Kim spent that lunch period in a forlorn washroom stall, wracked with angst (having already been informed by Gigi that no freshman cheerleader should play in the Band, even though it wasn’t a Marching Band; but the Zimmers had spent a fortune on her flute and would refuse to let Kim quit) while Laurie was being bunny-lionized.  Rachel and Sammi both wanted her to start dining with them, and from that day on Laurie tablehopped from one lunch group to another like Alex did.  She began to acquire aplomb and self-esteem, and best of all Sammi and Rachel helped Susie convince her she could do far, far better than Mack “The Arm” Pittley.  Whom she duly dumped: the first time in her life that Laurie Harrison’d initiated a breakup.

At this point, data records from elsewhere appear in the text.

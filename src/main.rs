use std::process;

use quarry::execution::{
    collect_tuples, Aggregate, AggregateOp, Filter, Insert, Op, OpIterator, Predicate, SeqScan,
    TupleIterator,
};
use quarry::tuple::{DataType, Tuple, TupleDesc, Value};
use quarry::{Config, Database, Result, TransactionId};

fn main() {
    env_logger::init();

    println!("Quarry - a relational storage engine in Rust");
    println!("============================================\n");

    if let Err(e) = run() {
        eprintln!("demo failed: {}", e);
        process::exit(1);
    }
}

fn run() -> Result<()> {
    let dir = std::env::temp_dir().join(format!("quarry-demo-{}", process::id()));
    std::fs::create_dir_all(&dir)?;

    let db = Database::new(Config::default().with_buffer_pool_pages(8));
    println!(
        "Buffer pool: {} pages of {} bytes",
        db.buffer_pool().capacity(),
        db.config().page_size
    );

    let desc = TupleDesc::builder()
        .field("id", DataType::Integer)
        .field("category", DataType::Text(12))
        .field("price", DataType::Integer)
        .build_arc()?;
    let table = db.create_table("products", dir.join("products.dat"), desc.clone(), Some("id"))?;
    println!("Created table 'products' as {}\n", table);

    // Insert
    let categories = ["tools", "paint", "garden", "lumber"];
    let rows = (0..1000)
        .map(|i| {
            Tuple::new(
                desc.clone(),
                vec![
                    Value::Integer(i),
                    Value::from(categories[i as usize % categories.len()]),
                    Value::Integer(i % 97),
                ],
            )
        })
        .collect::<Result<Vec<_>>>()?;

    let tid = TransactionId::new();
    let source = TupleIterator::new(desc, rows)?;
    let mut insert = Insert::new(tid, Box::new(source), table, db.buffer_pool().clone())?;
    insert.open()?;
    let inserted = insert.next()?;
    insert.close();
    println!("Inserted {} rows", inserted);

    // Filter + aggregate: total price per category for prices above 50
    let scan = SeqScan::new(db.buffer_pool().clone(), tid, table, "p")?;
    let filter = Filter::new(Predicate::new(2, Op::GreaterThan, 50), Box::new(scan));
    let mut agg = Aggregate::new(Box::new(filter), 2, Some(1), AggregateOp::Sum)?;
    agg.open()?;
    println!("\n{}", agg.tuple_desc());
    for tuple in collect_tuples(&mut agg)? {
        println!("  {}", tuple);
    }
    agg.close();

    db.buffer_pool().flush_all_pages()?;
    db.buffer_pool().transaction_complete(tid, true);
    let pages = db.catalog().database_file(table)?.num_pages()?;
    println!("\nFlushed {} pages to {}", pages, dir.display());
    println!("Stats: {}", db.buffer_pool().stats().snapshot());

    drop(db);
    std::fs::remove_dir_all(&dir).ok();
    println!("\nDemo completed successfully!");
    Ok(())
}
use std::fmt;
use std::sync::atomic::{AtomicU64, Ordering};

/// Table identifier, assigned when a heap file is registered
#[derive(Debug, Clone, Copy, PartialEq, Eq, Hash, PartialOrd, Ord)]
pub struct TableId(pub u32);

impl TableId {
    pub fn new(id: u32) -> Self {
        Self(id)
    }

    pub fn as_u32(&self) -> u32 {
        self.0
    }
}

impl fmt::Display for TableId {
    fn fmt(&self, f: &mut fmt::Formatter<'_>) -> fmt::Result {
        write!(f, "TableId({})", self.0)
    }
}

/// Page identifier - a page number within one table's heap file.
///
/// Equality and hashing are structural, so a `PageId` built anywhere can be
/// used as the buffer pool key.
#[derive(Debug, Clone, Copy, PartialEq, Eq, Hash, PartialOrd, Ord)]
pub struct PageId {
    pub table_id: TableId,
    pub page_no: u32,
}

impl PageId {
    pub fn new(table_id: TableId, page_no: u32) -> Self {
        Self { table_id, page_no }
    }

    /// Byte offset of this page inside its heap file.
    pub fn offset(&self, page_size: usize) -> u64 {
        self.page_no as u64 * page_size as u64
    }
}

impl fmt::Display for PageId {
    fn fmt(&self, f: &mut fmt::Formatter<'_>) -> fmt::Result {
        write!(f, "PageId({}, {})", self.table_id.0, self.page_no)
    }
}

/// Slot identifier within a heap page
#[derive(Debug, Clone, Copy, PartialEq, Eq, Hash)]
pub struct SlotId(pub u16);

impl SlotId {
    pub fn new(id: u16) -> Self {
        Self(id)
    }

    pub fn as_u16(&self) -> u16 {
        self.0
    }

    pub fn as_usize(&self) -> usize {
        self.0 as usize
    }
}

/// Record identifier - combination of page ID and slot ID
#[derive(Debug, Clone, Copy, PartialEq, Eq, Hash)]
pub struct RecordId {
    pub page_id: PageId,
    pub slot_id: SlotId,
}

impl RecordId {
    pub fn new(page_id: PageId, slot_id: SlotId) -> Self {
        Self { page_id, slot_id }
    }
}

static NEXT_TRANSACTION_ID: AtomicU64 = AtomicU64::new(1);

/// Identifies the transaction on whose behalf pages are fetched and dirtied
#[derive(Debug, Clone, Copy, PartialEq, Eq, Hash, PartialOrd, Ord)]
pub struct TransactionId(pub u64);

impl TransactionId {
    /// Allocates a fresh, process-unique transaction id.
    pub fn new() -> Self {
        Self(NEXT_TRANSACTION_ID.fetch_add(1, Ordering::Relaxed))
    }

    pub fn as_u64(&self) -> u64 {
        self.0
    }
}

impl Default for TransactionId {
    fn default() -> Self {
        Self::new()
    }
}

impl fmt::Display for TransactionId {
    fn fmt(&self, f: &mut fmt::Formatter<'_>) -> fmt::Result {
        write!(f, "Txn({})", self.0)
    }
}

/// Access mode requested when fetching a page
#[derive(Debug, Clone, Copy, PartialEq, Eq, Hash)]
pub enum Permissions {
    ReadOnly,
    ReadWrite,
}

Mrs. Driscoll officially exonerated the Dartles of any responsibility for Feedbackgate (aka Fondlegate) at an all-school assembly, laying the blame instead on disruptive male chauvinism.  As would be further exemplified when an aberration in a layered blonde wig, with double-baseball bustline and tennis-racket guitar, sought Dartle membership:


“HI-ee, Weirdona!  Im Fradley Faussett-Majors.”


“(Dragley Falsetto?)” Feef mutter-snarked.  “(Big surprise.)


“Maybe Dragley’d like to add a false set o’ teeth to that getup,” interjected Robin.


“Oh gee, girls!  Don’t knock the daylights out of me!”


battle of bands turns rowdy read a minor squib in the Vanderlund Herald, ascribing all the turmoil to electrical malfunction.  Vicki suspected Ms. Yehle of planting this whitewash, but kept her yap shut about it after Ms. Yehle urged her to join the Cicada staff.  Yearbook editors needed just the sort of demeanor Vicki’d shown in the conference room:


“A strong steady hand is essential—one that can sense precisely what to cut—like a surgeon, or a seamstress, or a hairstylist—without taking the false snip that can drop a bloody ear to the floor...”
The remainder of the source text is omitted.